As respects some powers of the last class, however, the states may act concurrently with, or in default of action by, the federal government. It is only from contravention of its action that they must abstain. And where contravention is alleged to exist, whether legislative or executive, it is by a court of law, and, in case the decision is in the first instance favourable to the pretensions of the state, ultimately by a federal court, that the question falls to be decided.14
A reference to the preceding list of what each state may create in the way of distinct institutions will show that these rights practically cover nearly all the ordinary relations of citizens to one another and to their government, nearly all the questions which have been most agitated in England and France of recent years. An American may, through a long life, never be reminded of the federal government, except when he votes at presidential and congressional elections, buys a package of tobacco bearing the government stamp, lodges a complaint against the post office, and opens his trunks for a customhouse officer on the pier at New York when he returns from a tour in Europe. His direct taxes are paid to officials acting under state laws. The state, or a local authority constituted by state statutes, registers his birth, appoints his guardian, pays for his schooling, gives him a share in the estate of his father deceased, licenses him when he enters a trade (if it be one needing a licence), marries him, divorces him, entertains civil actions against him, fines him for overspeeding his automobile, declares him a bankrupt, hangs him for murder. The police that guard his house, the local boards which look after the poor, control highways, impose water rates, manage schools—all these derive their legal powers from his state alone. Looking at this immense compass of state functions, Jefferson would seem to have been not far wrong when he said that the federal government was nothing more than the American department of foreign affairs. But although the national government touches the direct interests of the citizen less than does the state government, it touches his sentiment more. Hence the strength of his attachment to the former and his interest in it must not be measured by the frequency of his dealings with it. In the partitionment of governmental functions between nation and state, the state gets the most but the nation the highest, so the balance between the two is preserved.

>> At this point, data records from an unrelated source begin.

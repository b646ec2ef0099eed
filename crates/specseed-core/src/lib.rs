//! # specseed-core
//!
//! Core library for the specseed scaffolder providing:
//! - Answer types (`ProjectType`, `AiTool`, `ProjectAnswers`) and input validation
//! - Layered configuration (embedded defaults, config file, environment)
//!
//! # Example
//!
//! ```
//! use specseed_core::types::{AiTool, ProjectAnswers, ProjectType};
//!
//! let answers = ProjectAnswers::new(
//!     "reef-survey",
//!     "Analyze coral reef transect data",
//!     ProjectType::DataPipeline,
//!     AiTool::Cursor,
//! )
//! .unwrap();
//! assert_eq!(answers.name(), "reef-survey");
//!
//! assert!(ProjectAnswers::new("  ", "x", ProjectType::General, AiTool::None).is_err());
//! ```

pub mod config;
pub mod error;
pub mod types;

pub use error::{Error, Result};
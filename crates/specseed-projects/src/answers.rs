//! Gathering `ProjectAnswers` from the operator.
//!
//! Interactive collection goes through the [`Prompter`] trait so the
//! reprompt rules can be driven by a terminal or by a script. Invalid input
//! is reported through [`Prompter::notice`] and asked again; it never
//! escapes [`collect_answers`].

use crate::error::{Error, Result};
use serde::Deserialize;
use specseed_core::config::AnswerDefaults;
use specseed_core::types::{
    validate_description, validate_project_name, AiTool, ProjectAnswers, ProjectType,
};
use std::io;
use std::path::Path;

/// Source of operator input
pub trait Prompter {
    /// Ask for a line of text. An empty reply returns `default` when given.
    fn input(&mut self, prompt: &str, default: Option<&str>) -> io::Result<String>;

    /// Ask the operator to pick one of `items`, returning its index
    fn select(&mut self, prompt: &str, items: &[String], default: usize) -> io::Result<usize>;

    /// Tell the operator why an answer was rejected
    fn notice(&mut self, message: &str);
}

/// Answers known before prompting (flags, answers file)
#[derive(Debug, Clone, Default, PartialEq, Eq, Deserialize)]
#[serde(rename_all = "kebab-case", deny_unknown_fields)]
pub struct PartialAnswers {
    #[serde(default)]
    pub name: Option<String>,
    #[serde(default)]
    pub description: Option<String>,
    #[serde(default)]
    pub project_type: Option<ProjectType>,
    #[serde(default)]
    pub ai_tool: Option<AiTool>,
}

impl PartialAnswers {
    /// Read an answers file (YAML)
    pub fn from_file(path: &Path) -> Result<Self> {
        let content = std::fs::read_to_string(path)
            .map_err(|e| Error::filesystem(path.display().to_string(), e))?;
        Ok(serde_yaml_ng::from_str(&content)?)
    }

    /// Fill unset fields from `fallback`; fields already set win
    pub fn or(self, fallback: PartialAnswers) -> PartialAnswers {
        PartialAnswers {
            name: self.name.or(fallback.name),
            description: self.description.or(fallback.description),
            project_type: self.project_type.or(fallback.project_type),
            ai_tool: self.ai_tool.or(fallback.ai_tool),
        }
    }

    /// Whether every field is already known
    pub fn is_complete(&self) -> bool {
        self.name.is_some()
            && self.description.is_some()
            && self.project_type.is_some()
            && self.ai_tool.is_some()
    }

    /// Complete without prompting, using configured defaults for gaps.
    ///
    /// The name has no default; a missing name is an input error.
    pub fn complete(self, defaults: &AnswerDefaults) -> Result<ProjectAnswers> {
        let name = self
            .name
            .ok_or_else(|| specseed_core::Error::invalid_input("project name", "name is required"))?;
        let description = self
            .description
            .or_else(|| defaults.description.clone())
            .ok_or_else(|| {
                specseed_core::Error::invalid_input("description", "description is required")
            })?;
        let project_type = self.project_type.or(defaults.project_type).ok_or_else(|| {
            specseed_core::Error::invalid_input("project type", "project type is required")
        })?;
        let ai_tool = self.ai_tool.or(defaults.ai_tool).ok_or_else(|| {
            specseed_core::Error::invalid_input("AI tool", "AI tool is required")
        })?;

        Ok(ProjectAnswers::new(
            &name,
            &description,
            project_type,
            ai_tool,
        )?)
    }
}

/// Collect answers, prompting only for fields `known` leaves unset.
///
/// Pre-supplied text fields are validated but not reprompted: a bad flag
/// value is an error, not a question.
pub fn collect_answers<P: Prompter + ?Sized>(
    prompter: &mut P,
    known: PartialAnswers,
    defaults: &AnswerDefaults,
) -> Result<ProjectAnswers> {
    let name = match known.name {
        Some(name) => validate_project_name(&name)?,
        None => ask_text(
            prompter,
            "Project name (e.g., seismic-analysis)",
            None,
            validate_project_name,
        )?,
    };

    let description = match known.description {
        Some(description) => validate_description(&description)?,
        None => ask_text(
            prompter,
            "One-line description",
            defaults.description.as_deref(),
            validate_description,
        )?,
    };

    let project_type = match known.project_type {
        Some(project_type) => project_type,
        None => ask_choice(
            prompter,
            "Project type",
            &ProjectType::all(),
            defaults.project_type,
            |t| t.label(),
        )?,
    };

    let ai_tool = match known.ai_tool {
        Some(ai_tool) => ai_tool,
        None => ask_choice(
            prompter,
            "Primary AI coding assistant",
            &AiTool::all(),
            defaults.ai_tool,
            |t| t.label(),
        )?,
    };

    Ok(ProjectAnswers::new(&name, &description, project_type, ai_tool)?)
}

fn ask_text<P, F>(
    prompter: &mut P,
    prompt: &str,
    default: Option<&str>,
    validate: F,
) -> Result<String>
where
    P: Prompter + ?Sized,
    F: Fn(&str) -> specseed_core::Result<String>,
{
    loop {
        let reply = prompter.input(prompt, default).map_err(Error::Prompt)?;
        match validate(&reply) {
            Ok(value) => return Ok(value),
            Err(specseed_core::Error::InvalidInput { reason, .. }) => {
                tracing::debug!("Rejected input for '{}': {}", prompt, reason);
                prompter.notice(&capitalize(&reason));
            }
            Err(e) => return Err(e.into()),
        }
    }
}

fn ask_choice<P, T, F>(
    prompter: &mut P,
    prompt: &str,
    options: &[T],
    default: Option<T>,
    label: F,
) -> Result<T>
where
    P: Prompter + ?Sized,
    T: Copy + PartialEq,
    F: Fn(&T) -> &'static str,
{
    let items: Vec<String> = options.iter().map(|o| label(o).to_string()).collect();
    let default_index = default
        .and_then(|d| options.iter().position(|o| *o == d))
        .unwrap_or(0);

    loop {
        let index = prompter
            .select(prompt, &items, default_index)
            .map_err(Error::Prompt)?;
        match options.get(index) {
            Some(choice) => return Ok(*choice),
            None => {
                tracing::debug!("Rejected selection {} for '{}'", index, prompt);
                prompter.notice(&format!(
                    "Please enter a number between 1 and {}",
                    options.len()
                ));
            }
        }
    }
}

fn capitalize(s: &str) -> String {
    let mut chars = s.chars();
    match chars.next() {
        Some(first) => first.to_uppercase().chain(chars).collect(),
        None => String::new(),
    }
}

Thus every American citizen lives in a duality of which Europeans, always excepting the Swiss, and to some extent the Germans, have no experience. He lives under two governments and two sets of laws; he is animated by two patriotisms and owes two allegiances. That these should both be strong and rarely be in conflict is most fortunate. It is the result of skilful adjustment and long habit, of the fact that those whose votes control the two sets of governments are the same persons, but above all of that harmony of each set of institutions with the other set, a harmony due to the identity of the principles whereon both are founded, which makes each appear necessary to the stability of the other, the states to the nation as its basis, the national government to the states as their protector.
The government of each state is determined by and set forth in its constitution, a comprehensive fundamental law, or rather group of laws included in one instrument, which has been directly enacted by the people of the state, and is capable of being repealed or altered, not by their representatives, but by themselves alone. As the Constitution of the United States stands above Congress and out of its reach, so the constitution of each state stands above the legislature of that state, cannot be varied in any particular by the state legislature, and involves the invalidity of any statute passed by the legislature which is found to be inconsistent with it.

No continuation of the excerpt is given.